# Assignment:
Please copy, exactly as they appear below, the lines from the one containing "use tessera_core::tokenizer::query_terms;" through the one containing "pub struct GraphIndex".

(Collected data)
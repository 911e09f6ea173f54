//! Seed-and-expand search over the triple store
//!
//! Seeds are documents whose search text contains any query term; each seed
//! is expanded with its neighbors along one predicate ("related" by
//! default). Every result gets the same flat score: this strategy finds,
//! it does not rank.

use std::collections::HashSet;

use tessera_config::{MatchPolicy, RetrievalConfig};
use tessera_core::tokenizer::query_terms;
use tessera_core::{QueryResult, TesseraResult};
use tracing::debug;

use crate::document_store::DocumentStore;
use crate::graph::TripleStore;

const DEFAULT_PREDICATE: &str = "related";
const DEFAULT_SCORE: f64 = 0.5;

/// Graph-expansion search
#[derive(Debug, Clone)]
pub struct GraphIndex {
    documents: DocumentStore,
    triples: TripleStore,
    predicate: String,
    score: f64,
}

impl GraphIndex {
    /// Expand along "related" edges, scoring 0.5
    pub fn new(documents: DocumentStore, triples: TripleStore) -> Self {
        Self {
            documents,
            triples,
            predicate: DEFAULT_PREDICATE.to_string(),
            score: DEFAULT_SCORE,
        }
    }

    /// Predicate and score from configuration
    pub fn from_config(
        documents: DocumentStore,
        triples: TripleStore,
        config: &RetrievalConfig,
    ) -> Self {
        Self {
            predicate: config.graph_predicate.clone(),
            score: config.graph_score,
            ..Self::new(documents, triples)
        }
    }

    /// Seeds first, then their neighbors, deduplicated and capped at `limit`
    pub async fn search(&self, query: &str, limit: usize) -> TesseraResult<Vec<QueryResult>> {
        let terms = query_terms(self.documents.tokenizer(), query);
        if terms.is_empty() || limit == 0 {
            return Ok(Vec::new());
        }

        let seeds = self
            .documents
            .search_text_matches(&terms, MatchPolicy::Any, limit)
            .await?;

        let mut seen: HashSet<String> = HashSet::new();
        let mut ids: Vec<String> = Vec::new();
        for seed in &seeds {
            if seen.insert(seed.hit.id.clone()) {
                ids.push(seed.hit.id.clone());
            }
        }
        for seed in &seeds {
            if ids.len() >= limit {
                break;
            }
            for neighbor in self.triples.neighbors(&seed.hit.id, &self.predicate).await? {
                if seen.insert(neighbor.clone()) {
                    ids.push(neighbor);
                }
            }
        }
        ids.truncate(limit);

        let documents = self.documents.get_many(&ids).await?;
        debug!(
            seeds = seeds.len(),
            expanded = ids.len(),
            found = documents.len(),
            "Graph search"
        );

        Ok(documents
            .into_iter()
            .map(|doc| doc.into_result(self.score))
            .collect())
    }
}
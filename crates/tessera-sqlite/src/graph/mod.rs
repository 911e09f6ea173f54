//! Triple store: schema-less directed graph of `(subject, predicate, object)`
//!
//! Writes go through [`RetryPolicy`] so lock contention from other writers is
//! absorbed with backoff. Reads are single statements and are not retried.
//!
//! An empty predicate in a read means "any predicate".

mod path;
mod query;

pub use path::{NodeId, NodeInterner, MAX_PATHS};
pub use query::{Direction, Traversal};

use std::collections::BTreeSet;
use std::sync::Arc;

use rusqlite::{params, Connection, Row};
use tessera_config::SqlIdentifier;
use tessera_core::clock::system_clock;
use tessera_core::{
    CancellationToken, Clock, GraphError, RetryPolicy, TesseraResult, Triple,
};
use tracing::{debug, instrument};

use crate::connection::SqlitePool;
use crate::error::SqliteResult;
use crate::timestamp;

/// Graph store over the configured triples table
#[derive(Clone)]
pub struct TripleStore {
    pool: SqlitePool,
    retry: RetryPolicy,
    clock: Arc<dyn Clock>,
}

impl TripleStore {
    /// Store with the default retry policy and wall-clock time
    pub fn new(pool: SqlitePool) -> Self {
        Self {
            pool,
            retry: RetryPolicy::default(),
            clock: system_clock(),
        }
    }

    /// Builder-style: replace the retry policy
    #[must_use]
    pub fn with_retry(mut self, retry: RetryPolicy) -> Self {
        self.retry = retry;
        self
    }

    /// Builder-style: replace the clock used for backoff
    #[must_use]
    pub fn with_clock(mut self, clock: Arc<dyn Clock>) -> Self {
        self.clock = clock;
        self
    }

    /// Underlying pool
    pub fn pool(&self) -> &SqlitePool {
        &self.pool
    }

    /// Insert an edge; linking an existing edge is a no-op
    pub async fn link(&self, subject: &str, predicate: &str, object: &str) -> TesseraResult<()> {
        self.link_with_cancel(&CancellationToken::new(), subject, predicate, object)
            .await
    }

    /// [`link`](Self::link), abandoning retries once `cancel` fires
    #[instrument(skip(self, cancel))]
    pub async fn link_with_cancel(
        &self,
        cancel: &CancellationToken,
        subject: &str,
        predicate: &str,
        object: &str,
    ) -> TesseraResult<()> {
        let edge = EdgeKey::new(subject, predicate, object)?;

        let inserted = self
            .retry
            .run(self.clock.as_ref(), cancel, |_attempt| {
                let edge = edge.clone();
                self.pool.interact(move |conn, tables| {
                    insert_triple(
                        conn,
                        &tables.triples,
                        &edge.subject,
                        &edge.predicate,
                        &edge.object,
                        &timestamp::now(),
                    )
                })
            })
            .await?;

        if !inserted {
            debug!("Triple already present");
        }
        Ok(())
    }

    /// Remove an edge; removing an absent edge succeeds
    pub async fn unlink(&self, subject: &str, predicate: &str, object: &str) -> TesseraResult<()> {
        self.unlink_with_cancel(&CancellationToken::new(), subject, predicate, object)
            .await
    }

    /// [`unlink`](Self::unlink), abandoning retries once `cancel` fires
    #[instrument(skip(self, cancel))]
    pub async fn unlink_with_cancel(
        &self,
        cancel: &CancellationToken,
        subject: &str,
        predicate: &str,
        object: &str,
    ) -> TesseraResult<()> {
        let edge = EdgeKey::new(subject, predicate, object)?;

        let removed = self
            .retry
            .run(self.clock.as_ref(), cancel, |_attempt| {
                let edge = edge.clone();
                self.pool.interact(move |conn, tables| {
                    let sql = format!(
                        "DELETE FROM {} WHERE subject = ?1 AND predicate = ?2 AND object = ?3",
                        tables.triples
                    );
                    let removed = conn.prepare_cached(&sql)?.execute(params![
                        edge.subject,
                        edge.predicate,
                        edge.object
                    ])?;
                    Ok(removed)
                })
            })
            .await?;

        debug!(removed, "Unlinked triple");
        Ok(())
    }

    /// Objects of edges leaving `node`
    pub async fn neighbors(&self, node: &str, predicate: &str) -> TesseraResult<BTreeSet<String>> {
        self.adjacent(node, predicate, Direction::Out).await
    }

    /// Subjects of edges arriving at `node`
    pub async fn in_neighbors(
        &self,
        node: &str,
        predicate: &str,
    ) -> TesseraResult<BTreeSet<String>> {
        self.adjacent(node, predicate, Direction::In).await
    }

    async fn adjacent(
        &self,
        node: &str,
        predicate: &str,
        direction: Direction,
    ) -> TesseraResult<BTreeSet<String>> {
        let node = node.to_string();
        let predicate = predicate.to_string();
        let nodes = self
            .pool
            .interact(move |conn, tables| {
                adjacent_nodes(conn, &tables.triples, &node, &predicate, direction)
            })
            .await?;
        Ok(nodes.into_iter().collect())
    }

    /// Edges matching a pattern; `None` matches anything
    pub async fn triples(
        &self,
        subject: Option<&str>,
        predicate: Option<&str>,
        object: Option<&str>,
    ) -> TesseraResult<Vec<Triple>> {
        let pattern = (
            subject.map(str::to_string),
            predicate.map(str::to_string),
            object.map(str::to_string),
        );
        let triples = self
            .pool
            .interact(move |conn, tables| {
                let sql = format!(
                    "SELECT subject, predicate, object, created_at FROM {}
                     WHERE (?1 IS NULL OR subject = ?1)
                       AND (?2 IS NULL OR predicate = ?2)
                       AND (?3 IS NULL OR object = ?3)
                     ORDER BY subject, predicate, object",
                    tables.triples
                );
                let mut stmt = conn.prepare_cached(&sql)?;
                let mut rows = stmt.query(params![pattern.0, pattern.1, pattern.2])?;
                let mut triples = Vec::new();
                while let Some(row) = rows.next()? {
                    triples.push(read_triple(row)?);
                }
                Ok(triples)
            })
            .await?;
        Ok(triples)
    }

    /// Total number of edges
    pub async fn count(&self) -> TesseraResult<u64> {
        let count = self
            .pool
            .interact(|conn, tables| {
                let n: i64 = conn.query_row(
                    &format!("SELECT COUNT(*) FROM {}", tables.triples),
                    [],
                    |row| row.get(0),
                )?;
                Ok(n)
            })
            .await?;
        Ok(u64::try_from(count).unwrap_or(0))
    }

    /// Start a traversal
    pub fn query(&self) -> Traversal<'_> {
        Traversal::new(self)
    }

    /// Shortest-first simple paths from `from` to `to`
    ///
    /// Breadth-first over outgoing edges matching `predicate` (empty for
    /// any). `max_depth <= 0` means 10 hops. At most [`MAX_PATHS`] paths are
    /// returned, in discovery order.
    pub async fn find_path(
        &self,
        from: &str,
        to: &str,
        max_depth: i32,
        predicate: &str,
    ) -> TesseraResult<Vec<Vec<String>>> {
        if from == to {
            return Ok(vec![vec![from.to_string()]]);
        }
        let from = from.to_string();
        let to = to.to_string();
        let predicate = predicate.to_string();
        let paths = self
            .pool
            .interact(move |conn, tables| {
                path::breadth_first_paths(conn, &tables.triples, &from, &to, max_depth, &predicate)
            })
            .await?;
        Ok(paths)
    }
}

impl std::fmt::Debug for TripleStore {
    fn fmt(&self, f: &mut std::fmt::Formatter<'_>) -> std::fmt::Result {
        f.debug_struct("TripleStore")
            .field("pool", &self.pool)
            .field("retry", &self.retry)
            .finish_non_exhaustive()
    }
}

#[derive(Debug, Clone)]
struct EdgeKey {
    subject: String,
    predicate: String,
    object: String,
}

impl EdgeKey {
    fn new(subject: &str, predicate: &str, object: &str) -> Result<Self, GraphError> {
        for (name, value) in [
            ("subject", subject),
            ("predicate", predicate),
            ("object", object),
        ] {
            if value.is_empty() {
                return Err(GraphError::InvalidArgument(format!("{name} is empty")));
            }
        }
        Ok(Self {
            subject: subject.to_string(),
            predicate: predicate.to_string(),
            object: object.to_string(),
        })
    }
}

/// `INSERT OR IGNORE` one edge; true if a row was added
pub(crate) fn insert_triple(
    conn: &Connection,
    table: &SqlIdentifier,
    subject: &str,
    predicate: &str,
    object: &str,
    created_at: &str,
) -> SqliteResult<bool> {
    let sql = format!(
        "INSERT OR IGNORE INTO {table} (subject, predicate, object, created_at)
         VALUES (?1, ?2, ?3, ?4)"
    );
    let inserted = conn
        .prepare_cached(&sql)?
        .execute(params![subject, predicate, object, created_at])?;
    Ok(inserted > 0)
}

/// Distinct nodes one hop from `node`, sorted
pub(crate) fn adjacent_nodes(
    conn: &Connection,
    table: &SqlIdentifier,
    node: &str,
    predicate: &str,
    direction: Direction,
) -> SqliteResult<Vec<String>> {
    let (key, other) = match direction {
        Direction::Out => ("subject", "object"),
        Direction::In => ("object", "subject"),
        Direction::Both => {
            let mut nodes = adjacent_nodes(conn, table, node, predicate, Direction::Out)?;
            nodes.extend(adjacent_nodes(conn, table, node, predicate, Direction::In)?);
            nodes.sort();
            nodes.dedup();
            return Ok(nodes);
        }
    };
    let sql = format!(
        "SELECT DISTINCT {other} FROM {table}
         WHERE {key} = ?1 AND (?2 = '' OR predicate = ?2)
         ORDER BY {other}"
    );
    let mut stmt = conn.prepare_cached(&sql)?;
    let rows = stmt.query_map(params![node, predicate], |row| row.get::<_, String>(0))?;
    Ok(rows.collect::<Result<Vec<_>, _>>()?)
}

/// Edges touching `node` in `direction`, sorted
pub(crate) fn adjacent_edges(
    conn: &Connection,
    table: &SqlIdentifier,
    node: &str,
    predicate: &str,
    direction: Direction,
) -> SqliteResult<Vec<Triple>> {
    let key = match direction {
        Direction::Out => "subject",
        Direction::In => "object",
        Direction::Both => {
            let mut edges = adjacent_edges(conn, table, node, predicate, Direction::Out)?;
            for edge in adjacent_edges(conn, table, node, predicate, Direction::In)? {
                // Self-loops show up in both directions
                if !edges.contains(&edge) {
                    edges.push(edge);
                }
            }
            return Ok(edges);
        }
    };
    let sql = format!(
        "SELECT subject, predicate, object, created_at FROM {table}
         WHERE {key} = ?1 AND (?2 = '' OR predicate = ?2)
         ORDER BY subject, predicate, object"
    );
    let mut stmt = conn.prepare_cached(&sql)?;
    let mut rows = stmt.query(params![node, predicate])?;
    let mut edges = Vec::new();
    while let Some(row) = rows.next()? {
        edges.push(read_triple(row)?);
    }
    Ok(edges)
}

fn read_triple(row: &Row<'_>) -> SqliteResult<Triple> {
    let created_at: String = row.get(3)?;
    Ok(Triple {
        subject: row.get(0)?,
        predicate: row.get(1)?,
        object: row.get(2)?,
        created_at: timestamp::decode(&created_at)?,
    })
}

# Solution:
use tessera_core::tokenizer::query_terms;
use tessera_core::{QueryResult, TesseraResult};
use tracing::debug;

use crate::document_store::DocumentStore;
use crate::graph::TripleStore;

const DEFAULT_PREDICATE: &str = "related";
const DEFAULT_SCORE: f64 = 0.5;

/// Graph-expansion search
#[derive(Debug, Clone)]
pub struct GraphIndex {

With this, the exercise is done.